Dalal Gasem Mohammad Alsharhan-Multiple Sclerosis-(Saudi Arabia)

Name: Dalal Gasem Mohammad Alsharhan
Sex: Female
Nationality: Saudi Arabian
Age: 37Y
Diagnosis: 1. Multiple Sclerosis 2. Type 2 diabetes

Before treatment:
The patient felt weakness in her lower limbs 11 years ago, especially after a long walk. Her condition got worse and worse and she also had spasms and trembling in her legs.  It was hard for her to go up and down stairs. She did some tests and was diagnosed with multiple sclerosis. She used interferon for treatment but it was not effective. She was unable to speak clearly 5 years ago and at present she is lying on the bed unable to stand, sit or walk.
Her spirit is normal, her diet, sleep and defecation actions are normal. She wears diapers every day. She takes Solifenacin 5mg in the evening.

Admission PE:
Bp: 129/99mmHg, Hr: 120/min, body temperature: 36.7 degrees. The patient had normal development and good nutrition. There was no injury or bleeding spots across her skin and mucosa, no congestion in her throat and no swelling of her tonsils. Her chest was symmetrical, the breathing sound of both lungs was clear and no dry or moist rales were heard. Her heart beat was powerful with regular cardiac rhythm and no murmur was heard in the valve areas. Her abdomen was soft without masses, there was no tenderness or rebound tenderness. Her liver and spleen were normal and there was no shifting dullness. Physiological curvature existed in her spine. There was no edema in her legs.
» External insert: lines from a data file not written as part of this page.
use crate::recommendation::RecommendationRule;
use crate::{
    CategoryFilter, EngineError, ExportDocument, Fired, Monitor, MonitorConfig,
    MonitoringState, RecommendationGenerator, Scheduler, SchedulerError, Task, TaskHandle,
    Transition, VirtualScheduler,
};
use chrono::{DateTime, Duration, TimeZone, Utc};
use sleep_core::{
    AnomalyKind, ChannelId, ChannelStatus, Notification, NotificationLevel, Priority, RandomSourceError,
    RecommendationCategory, SequenceSource, SleepStage,
};
use std::cell::RefCell;
use std::rc::Rc;

fn t0() -> DateTime<Utc> {
    Utc.with_ymd_and_hms(2026, 3, 1, 22, 0, 0).unwrap()
}

/// A constant draw of 0.5 keeps every numeric channel still and movement low.
fn calm_monitor() -> Monitor<SequenceSource, VirtualScheduler> {
    monitor_with(SequenceSource::constant(0.5))
}

fn monitor_with(random: SequenceSource) -> Monitor<SequenceSource, VirtualScheduler> {
    Monitor::new(
        MonitorConfig::default(),
        random,
        VirtualScheduler::starting_at(t0()),
    )
    .unwrap()
}

fn capture_notifications<S: Scheduler>(
    monitor: &mut Monitor<SequenceSource, S>,
) -> Rc<RefCell<Vec<Notification>>> {
    let seen = Rc::new(RefCell::new(Vec::new()));
    let sink = Rc::clone(&seen);
    monitor.on_notification(move |n| sink.borrow_mut().push(n.clone()));
    seen
}

#[test]
fn immediate_stop_seals_an_empty_session() {
    let mut monitor = calm_monitor();
    let notes = capture_notifications(&mut monitor);

    let started = monitor.start_monitoring().unwrap();
    assert!(matches!(started, Transition::Started { .. }));
    assert!(monitor.is_monitoring());
    assert_eq!(monitor.open_session().map(|s| s.start_time), Some(t0()));

    let stopped = monitor.stop_monitoring().unwrap();
    assert!(matches!(stopped, Transition::Stopped { .. }));
    assert_eq!(monitor.state(), MonitoringState::Idle);
    assert!(monitor.open_session().is_none());

    let history = monitor.session_history();
    assert_eq!(history.len(), 1);
    assert_eq!(history[0].duration, 0.0);
    assert_eq!(history[0].staged_hours(), 0.0);
    assert_eq!(history[0].efficiency, 90.0);
    assert_eq!(history[0].score, 82);
    assert!(history[0].metrics.is_empty());

    let levels: Vec<_> = notes.borrow().iter().map(|n| n.level).collect();
    assert_eq!(levels, vec![NotificationLevel::Success, NotificationLevel::Info]);
}

#[test]
fn stop_without_start_is_a_warning() {
    let mut monitor = calm_monitor();
    let notes = capture_notifications(&mut monitor);

    let outcome = monitor.stop_monitoring().unwrap();
    assert_eq!(outcome, Transition::NotMonitoring);
    assert!(outcome.is_warning());
    assert!(monitor.session_history().is_empty());

    let notes = notes.borrow();
    assert_eq!(notes.len(), 1);
    assert_eq!(notes[0].level, NotificationLevel::Warning);
    assert_eq!(notes[0].message, "No active monitoring");
}

#[test]
fn second_start_keeps_the_open_session() {
    let mut monitor = calm_monitor();
    monitor.start_monitoring().unwrap();
    let open_id = monitor.open_session().map(|s| s.id);

    monitor.advance(Duration::minutes(1)).unwrap();
    assert_eq!(monitor.start_monitoring().unwrap(), Transition::AlreadyMonitoring);
    assert_eq!(monitor.open_session().map(|s| s.id), open_id);

    // Still exactly one sample task: two samples in the first minute.
    assert_eq!(monitor.open_session().map(|s| s.metrics.len()), Some(2));
    monitor.advance(Duration::minutes(1)).unwrap();
    assert_eq!(monitor.open_session().map(|s| s.metrics.len()), Some(4));
}

#[test]
fn sample_ticks_record_points_while_monitoring() {
    let mut monitor = calm_monitor();
    monitor.start_monitoring().unwrap();
    monitor.advance(Duration::minutes(2)).unwrap();

    let session = monitor.open_session().unwrap();
    assert_eq!(session.metrics.len(), 4);
    assert_eq!(session.stages, vec![SleepStage::Light; 4]);
    assert_eq!(session.metrics[0].timestamp, t0() + Duration::seconds(30));
    assert_eq!(session.metrics[3].timestamp, t0() + Duration::minutes(2));
    assert_eq!(session.metrics[0].vitals.heart_rate, 72.0);

    monitor.stop_monitoring().unwrap();
    monitor.advance(Duration::minutes(5)).unwrap();
    assert_eq!(monitor.session_history()[0].metrics.len(), 4);
    assert!(monitor.open_session().is_none());

    let sealed = &monitor.session_history()[0];
    assert!((sealed.duration - 2.0 / 60.0).abs() < 1e-12);
    assert!((sealed.staged_hours() - sealed.duration).abs() < 1e-9);
}

#[test]
fn anomalies_reach_listeners_and_notifications() {
    // 0.95 pushes every channel up and draws high movement.
    let mut monitor = monitor_with(SequenceSource::constant(0.95));
    let raised = Rc::new(RefCell::new(Vec::new()));
    let sink = Rc::clone(&raised);
    monitor.on_anomaly_raised(move |a| sink.borrow_mut().push(a.kind));
    let notes = capture_notifications(&mut monitor);

    monitor.start_monitoring().unwrap();
    monitor.advance(Duration::seconds(30)).unwrap();

    assert_eq!(*raised.borrow(), vec![AnomalyKind::ExcessiveMovement]);
    assert_eq!(monitor.anomalies().len(), 1);
    assert_eq!(monitor.anomalies()[0].id, 1);
    assert_eq!(monitor.anomalies()[0].timestamp, t0() + Duration::seconds(30));

    let last = notes.borrow().last().cloned().unwrap();
    assert_eq!(last.level, NotificationLevel::Warning);
    assert_eq!(last.message, "Alert: Excessive movement during sleep");

    let snapshot = monitor.sensor_snapshot();
    // Elevated enough to warn, never above the alert limit.
    assert_eq!(snapshot.channel(ChannelId::HeartRate).status, ChannelStatus::Warning);
    assert!(snapshot.level(ChannelId::HeartRate).unwrap() <= 100.0);
    assert_eq!(monitor.open_session().map(|s| s.stages.clone()), Some(vec![SleepStage::Rem]));
}

#[test]
fn no_anomalies_are_collected_while_idle() {
    let mut monitor = monitor_with(SequenceSource::constant(0.95));
    monitor.advance(Duration::minutes(10)).unwrap();
    assert!(monitor.anomalies().is_empty());
    assert_eq!(monitor.sensor_snapshot().level(ChannelId::Oxygen), Some(100.0));
}

#[test]
fn disconnected_sensor_keeps_its_value() {
    let mut monitor = monitor_with(SequenceSource::constant(0.95));
    monitor.set_sensor_connected(ChannelId::HeartRate, false);
    monitor.advance(Duration::seconds(10)).unwrap();

    let snapshot = monitor.sensor_snapshot();
    assert!(!snapshot.channel(ChannelId::HeartRate).connected);
    assert_eq!(snapshot.level(ChannelId::HeartRate), Some(72.0));
    assert_eq!(snapshot.level(ChannelId::BreathingRate), Some(20.0));
}

#[test]
fn connection_tick_follows_link_probability() {
    let mut monitor = monitor_with(SequenceSource::constant(0.05));
    assert!(monitor.link_connected());
    monitor.advance(Duration::seconds(5)).unwrap();
    assert!(!monitor.link_connected());

    let mut monitor = monitor_with(SequenceSource::constant(0.5));
    monitor.advance(Duration::seconds(5)).unwrap();
    assert!(monitor.link_connected());
}

#[test]
fn exhausted_random_source_propagates() {
    let mut monitor = monitor_with(SequenceSource::new([0.0_f64; 0]));
    let err = monitor.advance(Duration::seconds(2)).unwrap_err();
    assert!(matches!(
        err,
        EngineError::RandomSource(RandomSourceError::Exhausted)
    ));
}

#[test]
fn failed_seal_keeps_monitoring() {
    let mut monitor = monitor_with(SequenceSource::new([0.3]));
    monitor.start_monitoring().unwrap();
    let err = monitor.stop_monitoring().unwrap_err();
    assert!(matches!(err, EngineError::RandomSource(_)));
    assert!(monitor.is_monitoring());
    assert!(monitor.open_session().is_some());
    assert!(monitor.session_history().is_empty());
}

/// Accepts tasks but its clock always fails.
struct BrokenClock;

impl Scheduler for BrokenClock {
    fn now(&self) -> DateTime<Utc> {
        t0()
    }

    fn schedule_periodic(
        &mut self,
        _every: Duration,
        _task: Task,
    ) -> Result<TaskHandle, SchedulerError> {
        VirtualScheduler::starting_at(t0()).schedule_periodic(Duration::seconds(1), Task::SensorTick)
    }

    fn cancel(&mut self, _handle: TaskHandle) -> bool {
        false
    }

    fn is_scheduled(&self, _handle: TaskHandle) -> bool {
        false
    }

    fn pop_due(&mut self) -> Result<Option<Fired>, SchedulerError> {
        Err(SchedulerError::Clock("timer source unavailable".to_string()))
    }
}

#[test]
fn scheduler_failure_propagates() {
    let mut monitor =
        Monitor::new(MonitorConfig::default(), SequenceSource::constant(0.5), BrokenClock).unwrap();
    let err = monitor.pump().unwrap_err();
    assert!(matches!(err, EngineError::Scheduler(SchedulerError::Clock(_))));
}

#[test]
fn invalid_config_is_rejected_before_scheduling() {
    let config = MonitorConfig {
        sample_interval_ms: 0,
        ..MonitorConfig::default()
    };
    let result = Monitor::new(
        config,
        SequenceSource::constant(0.5),
        VirtualScheduler::starting_at(t0()),
    );
    assert!(matches!(result, Err(EngineError::Config(_))));
}

#[test]
fn toggle_alternates_start_and_stop() {
    let mut monitor = calm_monitor();
    assert!(matches!(monitor.toggle_monitoring().unwrap(), Transition::Started { .. }));
    monitor.advance(Duration::hours(1)).unwrap();
    assert!(matches!(monitor.toggle_monitoring().unwrap(), Transition::Stopped { .. }));
    assert_eq!(monitor.session_history().len(), 1);
    assert!((monitor.session_history()[0].duration - 1.0).abs() < 1e-12);
}

#[test]
fn seal_runs_recommendation_rules() {
    let always = RecommendationRule {
        applies: |_| true,
        category: RecommendationCategory::Lifestyle,
        priority: Priority::Low,
        title: "Keep a regular bedtime",
        description: "Go to bed at the same time every night",
        impact: "+5 score points",
    };
    let mut monitor = calm_monitor().with_recommender(RecommendationGenerator::with_rules(vec![
        RecommendationRule::low_efficiency(),
        always,
    ]));

    monitor.start_monitoring().unwrap();
    monitor.stop_monitoring().unwrap();

    // Simulated efficiency is 90, so only the unconditional rule fires.
    let recs = monitor.recommendations();
    assert_eq!(recs.len(), 1);
    assert_eq!(recs[0].id, 1);
    assert_eq!(recs[0].title, "Keep a regular bedtime");
}

#[test]
fn export_of_two_sessions_round_trips() {
    let mut monitor = calm_monitor();
    for _ in 0..2 {
        monitor.start_monitoring().unwrap();
        monitor.advance(Duration::minutes(45)).unwrap();
        monitor.stop_monitoring().unwrap();
        monitor.advance(Duration::hours(20)).unwrap();
    }

    let doc = monitor.export();
    assert_eq!(doc.sessions.len(), 2);
    assert!(doc.anomalies.is_empty());
    assert_eq!(doc.export_date, t0() + Duration::minutes(90) + Duration::hours(40));
    assert_eq!(doc.file_name(), "sleepsync-data-2026-03-03.json");

    let json = doc.to_json_pretty().unwrap();
    assert!(json.contains("\"exportDate\""));
    assert!(json.contains("\"startTime\""));
    assert!(json.contains("\"heartRate\""));
    assert_eq!(ExportDocument::from_json(&json).unwrap(), doc);
}

#[test]
fn demo_history_feeds_stats_and_summary() {
    let mut monitor = calm_monitor();
    monitor.seed_demo_history();

    let stats = monitor.user_stats();
    assert_eq!(stats.days_monitored, 2);
    assert_eq!(stats.average_score, Some(82));
    assert_eq!(stats.recommendations_followed, 0);

    let summary = monitor.latest_summary().unwrap();
    assert_eq!(summary.score, 85);
    assert_eq!(summary.duration, "7h 30m");
    assert_eq!(summary.deep_sleep, "2h 12m");

    assert_eq!(monitor.anomalies().len(), 1);
    assert_eq!(monitor.anomalies()[0].kind, AnomalyKind::ProlongedAwakening);
    assert_eq!(monitor.anomalies()[0].duration, Some(45));

    assert!(monitor.set_recommendation_completed(1, true));
    assert!(!monitor.set_recommendation_completed(99, true));
    assert_eq!(monitor.user_stats().recommendations_followed, 1);
}

#[test]
fn empty_history_has_no_average() {
    let monitor = calm_monitor();
    assert_eq!(monitor.user_stats().average_score, None);
    assert!(monitor.latest_summary().is_none());
}

#[test]
fn category_filter_selects_recommendations() {
    let mut monitor = calm_monitor();
    monitor.seed_demo_history();

    assert_eq!(monitor.recommendations_by_category(CategoryFilter::All).len(), 2);
    let lifestyle =
        monitor.recommendations_by_category(CategoryFilter::Only(RecommendationCategory::Lifestyle));
    assert_eq!(lifestyle.len(), 1);
    assert_eq!(lifestyle[0].priority, Priority::Medium);
}

#[test]
fn emergency_alert_is_an_error_notification() {
    let mut monitor = calm_monitor();
    let notes = capture_notifications(&mut monitor);
    monitor.raise_emergency_alert();
    assert_eq!(notes.borrow()[0].level, NotificationLevel::Error);
}

#[test]
fn halt_stops_every_tick() {
    let mut monitor = calm_monitor();
    monitor.start_monitoring().unwrap();
    monitor.halt();
    assert_eq!(monitor.advance(Duration::hours(1)).unwrap(), 0);
    assert_eq!(monitor.open_session().map(|s| s.metrics.len()), Some(0));
}

#[test]
fn ad_hoc_detection_while_idle_feeds_the_shared_list() {
    // 0.95 draws high movement on every sensor tick.
    let mut monitor = monitor_with(SequenceSource::constant(0.95));
    let raised = Rc::new(RefCell::new(Vec::new()));
    let sink = Rc::clone(&raised);
    monitor.on_anomaly_raised(move |a| sink.borrow_mut().push(a.id));
    let notes = capture_notifications(&mut monitor);

    monitor.advance(Duration::seconds(2)).unwrap();
    assert!(!monitor.is_monitoring());
    assert!(monitor.anomalies().is_empty());

    assert_eq!(monitor.detect_anomalies_now(), 1);
    assert_eq!(monitor.anomalies().len(), 1);
    assert_eq!(monitor.anomalies()[0].kind, AnomalyKind::ExcessiveMovement);
    assert_eq!(monitor.anomalies()[0].timestamp, t0() + Duration::seconds(2));
    assert_eq!(*raised.borrow(), vec![1]);

    let notes = notes.borrow();
    assert_eq!(notes.len(), 1);
    assert_eq!(notes[0].level, NotificationLevel::Warning);
    assert_eq!(notes[0].message, "Anomaly detected: Excessive movement during sleep");
}

#[test]
fn ad_hoc_detection_shares_ids_with_sample_ticks() {
    let mut monitor = monitor_with(SequenceSource::constant(0.95));
    monitor.start_monitoring().unwrap();
    monitor.advance(Duration::seconds(30)).unwrap();
    monitor.detect_anomalies_now();

    let ids: Vec<u64> = monitor.anomalies().iter().map(|a| a.id).collect();
    assert_eq!(ids, vec![1, 2]);
}

#[test]
fn calm_readings_raise_nothing_ad_hoc() {
    let mut monitor = calm_monitor();
    monitor.advance(Duration::seconds(10)).unwrap();
    assert_eq!(monitor.detect_anomalies_now(), 0);
    assert!(monitor.anomalies().is_empty());
}

#[test]
fn export_with_notice_announces_success() {
    let mut monitor = calm_monitor();
    monitor.seed_demo_history();
    let notes = capture_notifications(&mut monitor);

    let doc = monitor.export_with_notice();
    assert_eq!(doc, monitor.export());

    let notes = notes.borrow();
    assert_eq!(notes.len(), 1);
    assert_eq!(notes[0].level, NotificationLevel::Success);
    assert_eq!(notes[0].message, "Data exported successfully");
}

#[test]
fn heart_rate_clamped_at_top_is_not_an_anomaly() {
    let mut config = MonitorConfig::default();
    config.initial.heart_rate = 99.5;
    let mut monitor = Monitor::new(
        config,
        SequenceSource::constant(0.999_999),
        VirtualScheduler::starting_at(t0()),
    )
    .unwrap();

    monitor.start_monitoring().unwrap();
    monitor.advance(Duration::seconds(30)).unwrap();

    assert_eq!(monitor.sensor_snapshot().level(ChannelId::HeartRate), Some(100.0));
    let kinds: Vec<_> = monitor.anomalies().iter().map(|a| a.kind).collect();
    assert_eq!(kinds, vec![AnomalyKind::ExcessiveMovement]);
}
Nervous System Examination:
She was alert and her mental status was fine. She had cerebellar speech, her memory, calculation and orientation abilities were normal. Both pupils were equal in size and round, diameter of 3.0 mm and reacted well to light. There was no damage to the vision field of both eyes. Mild horizontal nystagmus was detected in both eyes and there was white exposure when both eyes were looking to the right. Bilateral forehead wrinkle and nasolabial groove were symmetrical. There was no skewness in the corner of her mouth when she showed her teeth and her tongue was in the middle. There was no muscle atrophy in her tongue and her uvula was in the middle. Her neck was able to move with ease. Her right arm development was limited (due to brachial plex injury at birth); muscle power of the left arm was grade 4; gripping power of both hands was grade 4+; muscle power of both legs was grade 2+. Her right knee joint could not open up. Muscle tone of both legs was high. Tendon reflex of both arms was normal while that of both legs was weak. Abdominal reflex was not induced. Bilateral palm-jaw reflex was positive. Bilateral Hoffmann sign and Babinski sign were positive. Bilateral ankle clonus was not induced. The four limbs had normal sense. Left finger to nose movement was not stable, bilateral rapid alternating movement and finger to finger movement were clumsy. She could not perform the Heel-knee-tibia test. The meningeal irritation sign was negative.

Treatment:
After the admission she received 3 times nerve regeneration treatment to repair her damaged nerves, replace dead nerves, nourish nerves, regulate her immune system and improve blood circulation. This was done along with rehabilitation training.     

Post-treatment:
After 17 days treatment her blood sedimentation and blood lipid was normal, heart rate and anemia was better than before. Her left arm movement was more stable, muscle tone of both legs reduced, and muscle power of her left leg reached grade 3+.